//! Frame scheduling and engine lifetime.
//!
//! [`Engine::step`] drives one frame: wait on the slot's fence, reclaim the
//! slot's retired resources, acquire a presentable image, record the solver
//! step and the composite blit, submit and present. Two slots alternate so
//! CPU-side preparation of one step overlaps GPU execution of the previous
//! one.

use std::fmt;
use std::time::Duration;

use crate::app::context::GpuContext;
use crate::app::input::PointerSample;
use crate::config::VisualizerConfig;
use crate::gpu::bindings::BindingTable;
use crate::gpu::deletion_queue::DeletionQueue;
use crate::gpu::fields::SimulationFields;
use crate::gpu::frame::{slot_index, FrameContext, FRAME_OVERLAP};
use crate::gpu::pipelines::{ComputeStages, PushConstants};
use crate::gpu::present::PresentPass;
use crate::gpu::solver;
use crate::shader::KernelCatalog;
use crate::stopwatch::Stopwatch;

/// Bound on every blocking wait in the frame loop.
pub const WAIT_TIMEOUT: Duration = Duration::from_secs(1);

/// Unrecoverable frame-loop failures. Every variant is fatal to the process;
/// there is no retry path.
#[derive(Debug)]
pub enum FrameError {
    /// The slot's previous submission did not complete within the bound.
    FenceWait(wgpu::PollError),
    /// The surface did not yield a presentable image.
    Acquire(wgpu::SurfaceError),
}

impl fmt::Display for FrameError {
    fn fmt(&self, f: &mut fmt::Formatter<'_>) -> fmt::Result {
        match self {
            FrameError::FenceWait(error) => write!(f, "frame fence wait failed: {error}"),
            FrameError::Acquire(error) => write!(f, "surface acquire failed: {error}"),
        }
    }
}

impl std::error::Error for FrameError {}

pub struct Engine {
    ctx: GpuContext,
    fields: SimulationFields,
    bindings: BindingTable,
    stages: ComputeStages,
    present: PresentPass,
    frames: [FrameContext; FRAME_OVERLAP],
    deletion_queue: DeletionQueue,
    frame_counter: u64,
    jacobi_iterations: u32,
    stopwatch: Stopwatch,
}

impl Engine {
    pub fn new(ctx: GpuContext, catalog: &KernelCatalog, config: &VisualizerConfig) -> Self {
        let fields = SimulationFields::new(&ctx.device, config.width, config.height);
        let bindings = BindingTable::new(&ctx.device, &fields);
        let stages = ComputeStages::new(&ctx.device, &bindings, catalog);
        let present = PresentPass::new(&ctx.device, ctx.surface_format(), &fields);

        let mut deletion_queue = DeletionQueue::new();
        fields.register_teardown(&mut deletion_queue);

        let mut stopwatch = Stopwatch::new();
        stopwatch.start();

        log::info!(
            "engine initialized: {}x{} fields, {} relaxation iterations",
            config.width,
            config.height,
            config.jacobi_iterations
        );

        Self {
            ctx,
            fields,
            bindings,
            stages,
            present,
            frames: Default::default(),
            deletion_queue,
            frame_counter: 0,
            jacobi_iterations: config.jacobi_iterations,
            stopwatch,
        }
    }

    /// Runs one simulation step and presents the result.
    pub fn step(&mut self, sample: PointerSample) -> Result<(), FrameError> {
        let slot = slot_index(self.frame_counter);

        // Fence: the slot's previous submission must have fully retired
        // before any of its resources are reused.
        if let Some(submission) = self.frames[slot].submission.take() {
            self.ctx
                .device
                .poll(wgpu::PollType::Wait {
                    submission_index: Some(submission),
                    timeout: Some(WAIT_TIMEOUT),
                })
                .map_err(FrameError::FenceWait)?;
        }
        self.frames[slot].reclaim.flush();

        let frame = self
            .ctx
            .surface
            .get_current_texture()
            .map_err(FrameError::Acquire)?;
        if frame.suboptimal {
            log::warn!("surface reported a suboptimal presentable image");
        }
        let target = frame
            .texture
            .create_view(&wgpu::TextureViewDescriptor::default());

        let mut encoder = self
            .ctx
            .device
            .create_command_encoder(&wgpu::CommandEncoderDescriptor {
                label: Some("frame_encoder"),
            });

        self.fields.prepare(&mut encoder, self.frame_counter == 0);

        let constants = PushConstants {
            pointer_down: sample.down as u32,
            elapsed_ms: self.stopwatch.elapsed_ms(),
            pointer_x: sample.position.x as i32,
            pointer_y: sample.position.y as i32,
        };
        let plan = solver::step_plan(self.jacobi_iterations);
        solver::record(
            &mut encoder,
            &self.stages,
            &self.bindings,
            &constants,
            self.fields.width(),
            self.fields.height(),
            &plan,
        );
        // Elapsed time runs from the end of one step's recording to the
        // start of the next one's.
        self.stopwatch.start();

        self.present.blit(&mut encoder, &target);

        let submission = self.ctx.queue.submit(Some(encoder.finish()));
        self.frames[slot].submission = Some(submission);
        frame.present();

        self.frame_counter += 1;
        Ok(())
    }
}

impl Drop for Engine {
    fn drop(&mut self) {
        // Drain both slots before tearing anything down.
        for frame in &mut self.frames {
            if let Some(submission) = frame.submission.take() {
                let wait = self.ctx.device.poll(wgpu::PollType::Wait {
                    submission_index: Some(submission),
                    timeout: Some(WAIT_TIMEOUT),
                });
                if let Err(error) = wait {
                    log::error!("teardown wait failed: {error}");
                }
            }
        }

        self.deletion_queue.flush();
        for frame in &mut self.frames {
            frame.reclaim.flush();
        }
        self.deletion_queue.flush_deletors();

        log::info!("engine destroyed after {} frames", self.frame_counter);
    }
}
........
- _What the task requires_
Every entry should be transcribed exactly, with nothing omitted.

- _Result_
//! Frame scheduling and engine lifetime.
//!
//! [`Engine::step`] drives one frame: wait on the slot's fence, reclaim the
//! slot's retired resources, acquire a presentable image, record the solver
//! step and the composite blit, submit and present. Two slots alternate so
//! CPU-side preparation of one step overlaps GPU execution of the previous
//! one.

use std::fmt;
use std::time::Duration;

use crate::app::context::GpuContext;
use crate::app::input::PointerSample;
use crate::config::VisualizerConfig;
use crate::gpu::bindings::BindingTable;
use crate::gpu::deletion_queue::DeletionQueue;
use crate::gpu::fields::SimulationFields;
use crate::gpu::frame::{slot_index, FrameContext, FRAME_OVERLAP};
use crate::gpu::pipelines::{ComputeStages, PushConstants};
use crate::gpu::present::PresentPass;
use crate::gpu::solver;
use crate::shader::KernelCatalog;
use crate::stopwatch::Stopwatch;

/// Bound on every blocking wait in the frame loop.
pub const WAIT_TIMEOUT: Duration = Duration::from_secs(1);

/// Unrecoverable frame-loop failures. Every variant is fatal to the process;
/// there is no retry path.
#[derive(Debug)]
pub enum FrameError {
    /// The slot's previous submission did not complete within the bound.
    FenceWait(wgpu::PollError),
    /// The surface did not yield a presentable image.
    Acquire(wgpu::SurfaceError),
}

impl fmt::Display for FrameError {
    fn fmt(&self, f: &mut fmt::Formatter<'_>) -> fmt::Result {
        match self {
            FrameError::FenceWait(error) => write!(f, "frame fence wait failed: {error}"),
            FrameError::Acquire(error) => write!(f, "surface acquire failed: {error}"),
        }
    }
}

impl std::error::Error for FrameError {}

pub struct Engine {
    ctx: GpuContext,
    fields: SimulationFields,
    bindings: BindingTable,
    stages: ComputeStages,
    present: PresentPass,
    frames: [FrameContext; FRAME_OVERLAP],
    deletion_queue: DeletionQueue,
    frame_counter: u64,
    jacobi_iterations: u32,
    stopwatch: Stopwatch,
}

impl Engine {
    pub fn new(ctx: GpuContext, catalog: &KernelCatalog, config: &VisualizerConfig) -> Self {
        let fields = SimulationFields::new(&ctx.device, config.width, config.height);
        let bindings = BindingTable::new(&ctx.device, &fields);
        let stages = ComputeStages::new(&ctx.device, &bindings, catalog);
        let present = PresentPass::new(&ctx.device, ctx.surface_format(), &fields);

        let mut deletion_queue = DeletionQueue::new();
        fields.register_teardown(&mut deletion_queue);

        let mut stopwatch = Stopwatch::new();
        stopwatch.start();

        log::info!(
            "engine initialized: {}x{} fields, {} relaxation iterations",
            config.width,
            config.height,
            config.jacobi_iterations
        );

        Self {
            ctx,
            fields,
            bindings,
            stages,
            present,
            frames: Default::default(),
            deletion_queue,
            frame_counter: 0,
            jacobi_iterations: config.jacobi_iterations,
            stopwatch,
        }
    }

    /// Runs one simulation step and presents the result.
    pub fn step(&mut self, sample: PointerSample) -> Result<(), FrameError> {
        let slot = slot_index(self.frame_counter);

        // Fence: the slot's previous submission must have fully retired
        // before any of its resources are reused.
        if let Some(submission) = self.frames[slot].submission.take() {
            self.ctx
                .device
                .poll(wgpu::PollType::Wait {
                    submission_index: Some(submission),
                    timeout: Some(WAIT_TIMEOUT),
                })
                .map_err(FrameError::FenceWait)?;
        }
        self.frames[slot].reclaim.flush();

        let frame = self
            .ctx
            .surface
            .get_current_texture()
            .map_err(FrameError::Acquire)?;
        if frame.suboptimal {
            log::warn!("surface reported a suboptimal presentable image");
        }
        let target = frame
            .texture
            .create_view(&wgpu::TextureViewDescriptor::default());

        let mut encoder = self
            .ctx
            .device
            .create_command_encoder(&wgpu::CommandEncoderDescriptor {
                label: Some("frame_encoder"),
            });

        self.fields.prepare(&mut encoder, self.frame_counter == 0);

        let constants = PushConstants {
            pointer_down: sample.down as u32,
            elapsed_ms: self.stopwatch.elapsed_ms(),
            pointer_x: sample.position.x as i32,
            pointer_y: sample.position.y as i32,
        };
        let plan = solver::step_plan(self.jacobi_iterations);
        solver::record(
            &mut encoder,
            &self.stages,
            &self.bindings,
            &constants,
            self.fields.width(),
            self.fields.height(),
            &plan,
        );
        // Elapsed time runs from the end of one step's recording to the
        // start of the next one's.
        self.stopwatch.start();

        self.present.blit(&mut encoder, &target);

        let submission = self.ctx.queue.submit(Some(encoder.finish()));
        self.frames[slot].submission = Some(submission);
        frame.present();

        self.frame_counter += 1;
        Ok(())
    }
}

impl Drop for Engine {
    fn drop(&mut self) {
        // Drain both slots before tearing anything down.
        for frame in &mut self.frames {
            if let Some(submission) = frame.submission.take() {
                let wait = self.ctx.device.poll(wgpu::PollType::Wait {
                    submission_index: Some(submission),
                    timeout: Some(WAIT_TIMEOUT),
                });
                if let Err(error) = wait {
                    log::error!("teardown wait failed: {error}");
                }
            }
        }

        self.deletion_queue.flush();
        for frame in &mut self.frames {
            frame.reclaim.flush();
        }
        self.deletion_queue.flush_deletors();

        log::info!("engine destroyed after {} frames", self.frame_counter);
    }
}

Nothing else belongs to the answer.